Your task:
Hunt for the word "Parser" across the entries below, copying each line that holds it.

Provided data:
use anyhow::{Context, Result};
use clap::Parser;
use owo_colors::OwoColorize;
use pocket_stream::voice::load_voices_bin;
use std::path::PathBuf;

#[derive(Parser, Debug)]
pub struct VoicesArgs {
    /// Path to a voices.bin file
    #[arg(default_value = "models/voices.bin")]
    pub path: PathBuf,
}

pub fn run(args: VoicesArgs) -> Result<()> {
    let voices = load_voices_bin(&args.path)
        .with_context(|| format!("Failed to load voices from {:?}", args.path))?;
    for (name, embedding) in &voices {
        let (_, frames, dim) = embedding.dims3()?;
        println!(
            "  {:<12} {}",
            name.cyan(),
            format!("{} frames x {}", frames, dim).dimmed()
        );
    }
    println!("{} voices", voices.len());
    Ok(())
}
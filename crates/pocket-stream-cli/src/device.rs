//! Audio output through cpal
//!
//! The render callback owns the [`PlaybackConsumer`]; it never blocks and
//! never allocates once the stream is running.

use anyhow::{Context, Result};
use cpal::traits::{DeviceTrait, HostTrait, StreamTrait};
use pocket_stream::PlaybackConsumer;
use tracing::{error, info};

/// Frames the callback can render in one call
const MAX_BLOCK_FRAMES: usize = 16_384;

/// Start playing `consumer` on the default output device. Playback stops
/// when the returned stream is dropped.
pub fn open_output(mut consumer: PlaybackConsumer, sample_rate: u32) -> Result<cpal::Stream> {
    let host = cpal::default_host();
    let device = host
        .default_output_device()
        .context("No audio output device available")?;
    let channels = device
        .default_output_config()
        .context("Failed to query the output device")?
        .channels()
        .clamp(1, 2);

    let config = cpal::StreamConfig {
        channels,
        sample_rate: cpal::SampleRate(sample_rate),
        buffer_size: cpal::BufferSize::Default,
    };
    info!(
        device = device.name().unwrap_or_default(),
        channels, sample_rate, "opening audio output"
    );

    let mut scratch = vec![0.0f32; MAX_BLOCK_FRAMES];
    let stream = device
        .build_output_stream(
            &config,
            move |data: &mut [f32], _info: &cpal::OutputCallbackInfo| {
                consumer.render_interleaved(data, channels as usize, &mut scratch);
            },
            |e| error!(error = %e, "audio output stream error"),
            None,
        )
        .with_context(|| format!("Output device does not support {} Hz playback", sample_rate))?;
    stream.play().context("Failed to start audio output")?;
    Ok(stream)
}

Result of the exercise:
use clap::Parser;
#[derive(Parser, Debug)]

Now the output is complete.